— PROBLEM TO WORK ON —
In the listing below, write out exactly each line from the first through the one containing "type SlotKey = (ComponentId, CrdtEntity);".

### INPUT RECORDS

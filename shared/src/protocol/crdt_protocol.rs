use std::{
    cmp::Ordering,
    collections::{btree_map::Entry, BTreeMap, VecDeque},
    mem,
    sync::Arc,
};

use log::debug;

use crate::{
    memory::PayloadPool,
    messages::{crdt_message::CrdtMessage, message_type::CrdtMessageType},
    protocol::{
        config::ProtocolConfig,
        reconciliation::{Reconciliation, ReconciliationEffect, RejectReason, StateChange},
    },
    types::{ComponentId, EntityNumber, EntityVersion, Timestamp},
    world::entity::crdt_entity::CrdtEntity,
};

type SlotKey = (ComponentId, CrdtEntity);

/// Last accepted write to one (entity, component) slot
#[derive(Debug)]
pub struct ComponentSlot {
    timestamp: Timestamp,
    data: Vec<u8>,
    deleted: bool,
}

impl ComponentSlot {
    pub fn timestamp(&self) -> Timestamp {
        self.timestamp
    }

    pub fn data(&self) -> &[u8] {
        &self.data
    }

    pub fn is_deleted(&self) -> bool {
        self.deleted
    }

    fn overwrite(&mut self, pool: &PayloadPool, message: &CrdtMessage<'_>) {
        pool.release(mem::take(&mut self.data));
        self.timestamp = message.timestamp;
        self.deleted = message.is_delete();
        if !self.deleted {
            self.data = pool.rent(message.data());
        }
    }
}

#[derive(Debug)]
pub struct AppendEntry {
    pub timestamp: Timestamp,
    pub data: Vec<u8>,
}

/// Diagnostic counters, never consulted by reconciliation itself
#[derive(Clone, Copy, Debug, Default, PartialEq, Eq)]
pub struct ProtocolStats {
    pub accepted: u64,
    pub rejected_outdated_timestamp: u64,
    pub rejected_outdated_data: u64,
    pub rejected_entity_deleted: u64,
    pub rejected_unsupported: u64,
    pub appends_evicted: u64,
}

impl ProtocolStats {
    pub fn rejected(&self) -> u64 {
        self.rejected_outdated_timestamp
            + self.rejected_outdated_data
            + self.rejected_entity_deleted
            + self.rejected_unsupported
    }

    fn record(&mut self, reconciliation: &Reconciliation) {
        match reconciliation {
            Reconciliation::Accepted(_) => self.accepted += 1,
            Reconciliation::Rejected(RejectReason::OutdatedTimestamp) => {
                self.rejected_outdated_timestamp += 1
            }
            Reconciliation::Rejected(RejectReason::OutdatedData) => {
                self.rejected_outdated_data += 1
            }
            Reconciliation::Rejected(RejectReason::EntityWasDeleted) => {
                self.rejected_entity_deleted += 1
            }
            Reconciliation::Rejected(RejectReason::UnsupportedMessageType) => {
                self.rejected_unsupported += 1
            }
        }
    }
}

/// Per-scene reconciliation store.
///
/// Component-scoped messages are merged last-writer-wins on their slot's
/// timestamp, appends go to a bounded per-slot log and entity deletions are
/// remembered per entity number so older generations stay dead. Payloads are
/// only copied out of the inbound buffer once a message is accepted.
pub struct CrdtProtocol {
    config: ProtocolConfig,
    pool: Arc<PayloadPool>,
    lww_components: BTreeMap<SlotKey, ComponentSlot>,
    append_components: BTreeMap<SlotKey, VecDeque<AppendEntry>>,
    deleted_entities: BTreeMap<EntityNumber, EntityVersion>,
    stats: ProtocolStats,
}

impl CrdtProtocol {
    pub fn new(config: ProtocolConfig, pool: Arc<PayloadPool>) -> Self {
        Self {
            config,
            pool,
            lww_components: BTreeMap::new(),
            append_components: BTreeMap::new(),
            deleted_entities: BTreeMap::new(),
            stats: ProtocolStats::default(),
        }
    }

    pub fn apply(&mut self, message: &CrdtMessage<'_>) -> Reconciliation {
        let reconciliation = self.reconcile(message);
        self.stats.record(&reconciliation);
        reconciliation
    }

    fn reconcile(&mut self, message: &CrdtMessage<'_>) -> Reconciliation {
        let message_type = message.message_type;
        if message_type.is_sentinel() {
            return Reconciliation::Rejected(RejectReason::UnsupportedMessageType);
        }
        if message_type.is_entity_scoped() {
            return self.delete_entity(message.entity);
        }
        if self.is_entity_deleted(message.entity) {
            return Reconciliation::Rejected(RejectReason::EntityWasDeleted);
        }
        if message_type == CrdtMessageType::AppendComponent {
            return self.append(message);
        }
        self.update_lww(message)
    }

    fn update_lww(&mut self, message: &CrdtMessage<'_>) -> Reconciliation {
        let is_delete = message.is_delete();

        let slot = match self
            .lww_components
            .entry((message.component_id, message.entity))
        {
            Entry::Vacant(vacant) => {
                // never written: any timestamp wins, a delete leaves a tombstone
                let data = if is_delete {
                    Vec::new()
                } else {
                    self.pool.rent(message.data())
                };
                vacant.insert(ComponentSlot {
                    timestamp: message.timestamp,
                    data,
                    deleted: is_delete,
                });
                let effect = if is_delete {
                    ReconciliationEffect::NoChanges
                } else {
                    ReconciliationEffect::ComponentAdded
                };
                return Reconciliation::accepted(StateChange::UpdatedTimestamp, effect);
            }
            Entry::Occupied(occupied) => occupied.into_mut(),
        };

        match message.timestamp.cmp(&slot.timestamp) {
            Ordering::Less => Reconciliation::Rejected(RejectReason::OutdatedTimestamp),
            Ordering::Greater => {
                let effect = match (slot.deleted, is_delete) {
                    (false, false) => ReconciliationEffect::ComponentModified,
                    (false, true) => ReconciliationEffect::ComponentDeleted,
                    (true, false) => ReconciliationEffect::ComponentAdded,
                    (true, true) => ReconciliationEffect::NoChanges,
                };
                slot.overwrite(&self.pool, message);
                Reconciliation::accepted(StateChange::UpdatedTimestamp, effect)
            }
            // same timestamp: delete wins, then the larger payload wins
            Ordering::Equal => match (slot.deleted, is_delete) {
                (true, true) => {
                    Reconciliation::accepted(StateChange::Unchanged, ReconciliationEffect::NoChanges)
                }
                (true, false) => Reconciliation::Rejected(RejectReason::OutdatedData),
                (false, true) => {
                    slot.overwrite(&self.pool, message);
                    Reconciliation::accepted(
                        StateChange::UpdatedData,
                        ReconciliationEffect::ComponentDeleted,
                    )
                }
                (false, false) => match compare_data(message.data(), &slot.data) {
                    Ordering::Equal => Reconciliation::accepted(
                        StateChange::Unchanged,
                        ReconciliationEffect::NoChanges,
                    ),
                    Ordering::Greater => {
                        slot.overwrite(&self.pool, message);
                        Reconciliation::accepted(
                            StateChange::UpdatedData,
                            ReconciliationEffect::ComponentModified,
                        )
                    }
                    Ordering::Less => Reconciliation::Rejected(RejectReason::OutdatedData),
                },
            },
        }
    }

    fn append(&mut self, message: &CrdtMessage<'_>) -> Reconciliation {
        let capacity = self.config.max_append_components.max(1);
        let log = self
            .append_components
            .entry((message.component_id, message.entity))
            .or_default();

        while log.len() >= capacity {
            let Some(evicted) = log.pop_front() else {
                break;
            };
            self.pool.release(evicted.data);
            self.stats.appends_evicted += 1;
        }
        log.push_back(AppendEntry {
            timestamp: message.timestamp,
            data: self.pool.rent(message.data()),
        });

        Reconciliation::accepted(
            StateChange::AppendedData,
            ReconciliationEffect::ComponentAdded,
        )
    }

    fn delete_entity(&mut self, entity: CrdtEntity) -> Reconciliation {
        let number = entity.number();
        let version = entity.version();

        if let Some(&deleted_version) = self.deleted_entities.get(&number) {
            if deleted_version >= version {
                return Reconciliation::accepted(
                    StateChange::Unchanged,
                    ReconciliationEffect::NoChanges,
                );
            }
        }
        self.deleted_entities.insert(number, version);

        let is_cascaded = |key: &SlotKey| key.1.number() == number && key.1.version() <= version;
        let pool = &self.pool;
        let mut removed = 0usize;
        self.lww_components.retain(|key, slot| {
            if is_cascaded(key) {
                pool.release(mem::take(&mut slot.data));
                removed += 1;
                false
            } else {
                true
            }
        });
        self.append_components.retain(|key, log| {
            if is_cascaded(key) {
                for entry in log.drain(..) {
                    pool.release(entry.data);
                }
                removed += 1;
                false
            } else {
                true
            }
        });
        debug!("deleted {:?}, cascaded {} component slots", entity, removed);

        Reconciliation::accepted(StateChange::EntityDeleted, ReconciliationEffect::EntityDeleted)
    }

    /// `true` if `entity`'s number was deleted at its version or a newer one
    pub fn is_entity_deleted(&self, entity: CrdtEntity) -> bool {
        self.deleted_entities
            .get(&entity.number())
            .is_some_and(|&deleted_version| deleted_version >= entity.version())
    }

    pub fn slot(&self, entity: CrdtEntity, component_id: ComponentId) -> Option<&ComponentSlot> {
        self.lww_components.get(&(component_id, entity))
    }

    pub fn last_timestamp(
        &self,
        entity: CrdtEntity,
        component_id: ComponentId,
    ) -> Option<Timestamp> {
        self.slot(entity, component_id).map(ComponentSlot::timestamp)
    }

    /// Retained append entries for a slot, oldest first
    pub fn appended(
        &self,
        entity: CrdtEntity,
        component_id: ComponentId,
    ) -> impl Iterator<Item = &AppendEntry> {
        self.append_components
            .get(&(component_id, entity))
            .into_iter()
            .flat_map(|log| log.iter())
    }

    /// Every entity holding at least one live slot or append entry, sorted
    pub fn entities(&self) -> Vec<CrdtEntity> {
        let mut entities: Vec<CrdtEntity> = self
            .lww_components
            .iter()
            .filter(|(_, slot)| !slot.deleted)
            .map(|((_, entity), _)| *entity)
            .chain(self.append_components.keys().map(|(_, entity)| *entity))
            .collect();
        entities.sort();
        entities.dedup();
        entities
    }

    /// Number of messages [`Self::create_messages_from_current_state`] yields
    pub fn messages_count(&self) -> usize {
        self.lww_components.len()
            + self
                .append_components
                .values()
                .map(VecDeque::len)
                .sum::<usize>()
            + self.deleted_entities.len()
    }

    /// The whole store as a message list a fresh peer can replay.
    ///
    /// Entity deletions come first so replayed slots of dead generations are
    /// rejected, then LWW slots, then append logs, each ordered by component
    /// and entity.
    pub fn create_messages_from_current_state(&self) -> Vec<CrdtMessage<'_>> {
        let mut messages = Vec::with_capacity(self.messages_count());

        for (&number, &version) in &self.deleted_entities {
            messages.push(CrdtMessage::delete_entity(CrdtEntity::from_parts(
                number, version,
            )));
        }
        for (&(component_id, entity), slot) in &self.lww_components {
            messages.push(if slot.deleted {
                CrdtMessage::delete_component(entity, component_id, slot.timestamp)
            } else {
                CrdtMessage::put(entity, component_id, slot.timestamp, slot.data.as_slice())
            });
        }
        for (&(component_id, entity), log) in &self.append_components {
            for entry in log {
                messages.push(CrdtMessage::append(
                    entity,
                    component_id,
                    entry.timestamp,
                    entry.data.as_slice(),
                ));
            }
        }

        messages
    }

    pub fn stats(&self) -> ProtocolStats {
        self.stats
    }

    pub fn config(&self) -> &ProtocolConfig {
        &self.config
    }

    pub fn pool(&self) -> &Arc<PayloadPool> {
        &self.pool
    }
}

impl Drop for CrdtProtocol {
    fn drop(&mut self) {
        for (_, slot) in mem::take(&mut self.lww_components) {
            self.pool.release(slot.data);
        }
        for (_, log) in mem::take(&mut self.append_components) {
            for entry in log {
                self.pool.release(entry.data);
            }
        }
    }
}

// Length first, then bytes
fn compare_data(incoming: &[u8], stored: &[u8]) -> Ordering {
    incoming
        .len()
        .cmp(&stored.len())
        .then_with(|| incoming.cmp(stored))
}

######

— ANSWER TO THE PROBLEM —
filename shared/src/protocol/crdt_protocol.rs
use std::{
    cmp::Ordering,
    collections::{btree_map::Entry, BTreeMap, VecDeque},
    mem,
    sync::Arc,
};

use log::debug;

use crate::{
    memory::PayloadPool,
    messages::{crdt_message::CrdtMessage, message_type::CrdtMessageType},
    protocol::{
        config::ProtocolConfig,
        reconciliation::{Reconciliation, ReconciliationEffect, RejectReason, StateChange},
    },
    types::{ComponentId, EntityNumber, EntityVersion, Timestamp},
    world::entity::crdt_entity::CrdtEntity,
};

type SlotKey = (ComponentId, CrdtEntity);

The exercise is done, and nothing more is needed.